Charles Perkins Centre, The University of Sydney, Sydney, Australia.
School of Mathematics and Statistics, The University of Sydney, Sydney, Australia.
Nat Commun. 2021 Nov 25;12(1):6911. doi: 10.1038/s41467-021-27130-w.
Single-cell RNA-seq (scRNA-seq) data simulation is critical for evaluating computational methods for analysing scRNA-seq data especially when ground truth is experimentally unattainable. The reliability of evaluation depends on the ability of simulation methods to capture properties of experimental data. However, while many scRNA-seq data simulation methods have been proposed, a systematic evaluation of these methods is lacking. We develop a comprehensive evaluation framework, SimBench, including a kernel density estimation measure to benchmark 12 simulation methods through 35 scRNA-seq experimental datasets. We evaluate the simulation methods on a panel of data properties, ability to maintain biological signals, scalability and applicability. Our benchmark uncovers performance differences among the methods and highlights the varying difficulties in simulating data characteristics. Furthermore, we identify several limitations including maintaining heterogeneity of distribution. These results, together with the framework and datasets made publicly available as R packages, will guide simulation methods selection and their future development.

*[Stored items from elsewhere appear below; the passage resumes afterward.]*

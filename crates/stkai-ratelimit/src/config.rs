use crate::events::RateLimitEvent;
use std::str::FromStr;
use std::time::Duration;

use stkai_core::events::{EventListeners, FnListener};

/// Rate limiting strategy selector.
///
/// The SDK selects a strategy by a string tag in its configuration; this is
/// the tagged equivalent. Construction is a factory keyed by the tag (see
/// [`RateLimiter::from_config`](crate::RateLimiter::from_config)).
#[derive(Debug, Clone, Copy, PartialEq, Eq)]
pub enum Strategy {
    /// No rate limiting; every acquire succeeds immediately.
    None,
    /// Fixed token bucket.
    TokenBucket,
    /// Adaptive AIMD token bucket.
    Adaptive,
    /// Adaptive bucket behind a latency-driven concurrency gate.
    CongestionAware,
}

impl FromStr for Strategy {
    type Err = String;

    fn from_str(s: &str) -> Result<Self, Self::Err> {
        match s {
            "none" => Ok(Strategy::None),
            "token_bucket" => Ok(Strategy::TokenBucket),
            "adaptive" => Ok(Strategy::Adaptive),
            "congestion_aware" => Ok(Strategy::CongestionAware),
            other => Err(format!("unknown rate limit strategy: {other}")),
        }
    }
}

/// Configuration for a [`RateLimiter`](crate::RateLimiter).
///
/// Immutable after construction; the limiter captures everything it needs
/// when built.
pub struct RateLimitConfig {
    pub(crate) strategy: Strategy,
    pub(crate) max_requests: u32,
    pub(crate) time_window: Duration,
    pub(crate) max_wait_time: Option<Duration>,
    pub(crate) min_rate_floor: f64,
    pub(crate) penalty_factor: f64,
    pub(crate) recovery_factor: f64,
    pub(crate) jitter_factor: f64,
    pub(crate) max_concurrency: u32,
    pub(crate) pressure_threshold: f64,
    pub(crate) jitter_seed: Option<u64>,
    pub(crate) event_listeners: EventListeners<RateLimitEvent>,
    pub(crate) name: String,
}

impl RateLimitConfig {
    /// Creates a builder with the default (adaptive) parameters.
    pub fn builder() -> RateLimitConfigBuilder {
        RateLimitConfigBuilder::new()
    }

    // =========================================================================
    // Presets
    // =========================================================================

    /// Preset: stability over throughput.
    ///
    /// Adaptive strategy with a deep floor (5%), heavy penalty (50%) and slow
    /// recovery (2%). Tolerates long token waits (120 s) rather than failing.
    pub fn conservative(max_requests: u32) -> RateLimitConfigBuilder {
        Self::builder()
            .strategy(Strategy::Adaptive)
            .max_requests(max_requests)
            .time_window(Duration::from_secs(60))
            .max_wait_time(Some(Duration::from_secs(120)))
            .min_rate_floor(0.05)
            .penalty_factor(0.5)
            .recovery_factor(0.02)
    }

    /// Preset: sensible defaults for mixed workloads.
    pub fn balanced(max_requests: u32) -> RateLimitConfigBuilder {
        Self::builder()
            .strategy(Strategy::Adaptive)
            .max_requests(max_requests)
            .time_window(Duration::from_secs(60))
            .max_wait_time(Some(Duration::from_secs(45)))
            .min_rate_floor(0.1)
            .penalty_factor(0.3)
            .recovery_factor(0.05)
    }

    /// Preset: throughput over stability.
    ///
    /// Shallow floor (30%), light penalty (15%), fast recovery (10%), and a
    /// short token wait (20 s) so overload surfaces quickly.
    pub fn optimistic(max_requests: u32) -> RateLimitConfigBuilder {
        Self::builder()
            .strategy(Strategy::Adaptive)
            .max_requests(max_requests)
            .time_window(Duration::from_secs(60))
            .max_wait_time(Some(Duration::from_secs(20)))
            .min_rate_floor(0.3)
            .penalty_factor(0.15)
            .recovery_factor(0.1)
    }

    /// Preset: fixed token bucket, no adaptation.
    pub fn token_bucket(max_requests: u32) -> RateLimitConfigBuilder {
        Self::builder()
            .strategy(Strategy::TokenBucket)
            .max_requests(max_requests)
            .time_window(Duration::from_secs(60))
            .max_wait_time(Some(Duration::from_secs(30)))
    }

    /// Preset: no rate limiting (retry only).
    pub fn none() -> RateLimitConfigBuilder {
        Self::builder().strategy(Strategy::None)
    }
}

/// Builder for [`RateLimitConfig`].
pub struct RateLimitConfigBuilder {
    strategy: Strategy,
    max_requests: u32,
    time_window: Duration,
    max_wait_time: Option<Duration>,
    min_rate_floor: f64,
    penalty_factor: f64,
    recovery_factor: f64,
    jitter_factor: f64,
    max_concurrency: u32,
    pressure_threshold: f64,
    jitter_seed: Option<u64>,
    event_listeners: EventListeners<RateLimitEvent>,
    name: String,
}

impl Default for RateLimitConfigBuilder {
    fn default() -> Self {
        Self::new()
    }
}

impl RateLimitConfigBuilder {
    /// Creates a new builder with defaults.
    ///
    /// Defaults:
    /// - strategy: Adaptive
    /// - max_requests: 100 per 60 s window
    /// - max_wait_time: 30 s
    /// - min_rate_floor: 0.1, penalty_factor: 0.3, recovery_factor: 0.05
    /// - jitter_factor: 0.2
    /// - max_concurrency: 8, pressure_threshold: 2.0
    /// - name: `"<unnamed>"`
    pub fn new() -> Self {
        Self {
            strategy: Strategy::Adaptive,
            max_requests: 100,
            time_window: Duration::from_secs(60),
            max_wait_time: Some(Duration::from_secs(30)),
            min_rate_floor: 0.1,
            penalty_factor: 0.3,
            recovery_factor: 0.05,
            jitter_factor: 0.2,
            max_concurrency: 8,
            pressure_threshold: 2.0,
            jitter_seed: None,
            event_listeners: EventListeners::new(),
            name: "<unnamed>".to_string(),
        }
    }

    /// Sets the rate limiting strategy.
    pub fn strategy(mut self, strategy: Strategy) -> Self {
        self.strategy = strategy;
        self
    }

    /// Sets the bucket capacity: maximum requests per time window.
    pub fn max_requests(mut self, max_requests: u32) -> Self {
        self.max_requests = max_requests;
        self
    }

    /// Sets the window over which the bucket capacity refills.
    pub fn time_window(mut self, window: Duration) -> Self {
        self.time_window = window;
        self
    }

    /// Sets the upper bound on token-acquisition waits.
    ///
    /// A computed wait beyond this bound makes `acquire` return
    /// [`Acquire::Timeout`](crate::Acquire::Timeout) without touching limiter
    /// state. `None` means waits are unbounded.
    pub fn max_wait_time(mut self, max_wait: Option<Duration>) -> Self {
        self.max_wait_time = max_wait;
        self
    }

    /// Sets the adaptive floor as a fraction of `max_requests`.
    ///
    /// Under persistent overload the effective rate asymptotes to
    /// `max_requests * min_rate_floor` rather than collapsing to zero.
    pub fn min_rate_floor(mut self, floor: f64) -> Self {
        self.min_rate_floor = floor;
        self
    }

    /// Sets the multiplicative decrease applied on 429 feedback.
    pub fn penalty_factor(mut self, factor: f64) -> Self {
        self.penalty_factor = factor;
        self
    }

    /// Sets the additive increase (as a fraction of `max_requests`) applied
    /// on success feedback.
    pub fn recovery_factor(mut self, factor: f64) -> Self {
        self.recovery_factor = factor;
        self
    }

    /// Sets the jitter factor applied to AIMD step magnitudes and waits.
    pub fn jitter_factor(mut self, factor: f64) -> Self {
        self.jitter_factor = factor;
        self
    }

    /// Sets the concurrency bound tracked by the congestion-aware strategy.
    pub fn max_concurrency(mut self, max_concurrency: u32) -> Self {
        self.max_concurrency = max_concurrency;
        self
    }

    /// Sets the Little's-Law pressure threshold.
    ///
    /// When `effective_rate_per_sec * latency_ema` exceeds this value, the
    /// congestion-aware strategy adds a graduated backpressure wait before
    /// token acquisition. Lower values mean earlier backpressure.
    pub fn pressure_threshold(mut self, threshold: f64) -> Self {
        self.pressure_threshold = threshold;
        self
    }

    /// Pins the jitter stream seed.
    ///
    /// By default the stream is seeded from the process fingerprint. Tests
    /// and simulated peers pin the seed to model several processes inside
    /// one address space.
    pub fn jitter_seed(mut self, seed: u64) -> Self {
        self.jitter_seed = Some(seed);
        self
    }

    /// Sets the name for this limiter instance (used in events and logs).
    pub fn name<S: Into<String>>(mut self, name: S) -> Self {
        self.name = name.into();
        self
    }

    /// Registers a callback invoked when a permit is acquired.
    ///
    /// The callback receives the wait the caller must honor before issuing
    /// the request (zero when a token was immediately available).
    pub fn on_permit_acquired<F>(mut self, f: F) -> Self
    where
        F: Fn(Duration) + Send + Sync + 'static,
    {
        self.event_listeners.add(FnListener::new(move |event| {
            if let RateLimitEvent::PermitAcquired { wait, .. } = event {
                f(*wait);
            }
        }));
        self
    }

    /// Registers a callback invoked when acquisition times out.
    ///
    /// The callback receives the wait that would have been required.
    pub fn on_acquire_timeout<F>(mut self, f: F) -> Self
    where
        F: Fn(Duration) + Send + Sync + 'static,
    {
        self.event_listeners.add(FnListener::new(move |event| {
            if let RateLimitEvent::AcquireTimedOut { would_wait, .. } = event {
                f(*would_wait);
            }
        }));
        self
    }

    /// Registers a callback invoked when the effective rate is reduced after
    /// server pushback.
    pub fn on_rate_adapted<F>(mut self, f: F) -> Self
    where
        F: Fn(f64) + Send + Sync + 'static,
    {
        self.event_listeners.add(FnListener::new(move |event| {
            if let RateLimitEvent::RateAdapted { effective_max, .. } = event {
                f(*effective_max);
            }
        }));
        self
    }

    /// Builds the configuration.
    ///
    /// # Panics
    ///
    /// Panics if any parameter is outside its documented domain:
    /// `max_requests` and `max_concurrency` positive, `time_window` and
    /// `pressure_threshold` positive, `min_rate_floor` in `(0, 1]`,
    /// `penalty_factor` and `recovery_factor` in `(0, 1)`, `jitter_factor`
    /// in `[0, 1)`.
    pub fn build(self) -> RateLimitConfig {
        assert!(self.max_requests > 0, "max_requests must be greater than 0");
        assert!(
            self.time_window > Duration::ZERO,
            "time_window must be greater than 0"
        );
        assert!(
            self.min_rate_floor > 0.0 && self.min_rate_floor <= 1.0,
            "min_rate_floor must be in (0, 1]"
        );
        assert!(
            self.penalty_factor > 0.0 && self.penalty_factor < 1.0,
            "penalty_factor must be in (0, 1)"
        );
        assert!(
            self.recovery_factor > 0.0 && self.recovery_factor < 1.0,
            "recovery_factor must be in (0, 1)"
        );
        assert!(
            (0.0..1.0).contains(&self.jitter_factor),
            "jitter_factor must be in [0, 1)"
        );
        assert!(
            self.max_concurrency > 0,
            "max_concurrency must be greater than 0"
        );
        assert!(
            self.pressure_threshold > 0.0,
            "pressure_threshold must be greater than 0"
        );

        RateLimitConfig {
            strategy: self.strategy,
            max_requests: self.max_requests,
            time_window: self.time_window,
            max_wait_time: self.max_wait_time,
            min_rate_floor: self.min_rate_floor,
            penalty_factor: self.penalty_factor,
            recovery_factor: self.recovery_factor,
            jitter_factor: self.jitter_factor,
            max_concurrency: self.max_concurrency,
            pressure_threshold: self.pressure_threshold,
            jitter_seed: self.jitter_seed,
            event_listeners: self.event_listeners,
            name: self.name,
        }
    }
}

单细胞 RNA 测序 (scRNA-seq) 数据模拟对于评估分析 scRNA-seq 数据的计算方法至关重要,特别是当实验无法获得真实数据时。评估的可靠性取决于模拟方法捕捉实验数据特性的能力。然而,尽管已经提出了许多 scRNA-seq 数据模拟方法,但缺乏对这些方法的系统评估。我们开发了一个全面的评估框架 SimBench,包括核密度估计度量标准,通过 35 个 scRNA-seq 实验数据集对 12 种模拟方法进行基准测试。我们在一组数据特性、保持生物学信号的能力、可扩展性和适用性方面评估了这些模拟方法。我们的基准测试揭示了方法之间的性能差异,并突出了模拟数据特征的不同难度。此外,我们还发现了一些限制,包括保持分布的异质性。这些结果,以及作为 R 包公开提供的框架和数据集,将指导模拟方法的选择及其未来的发展。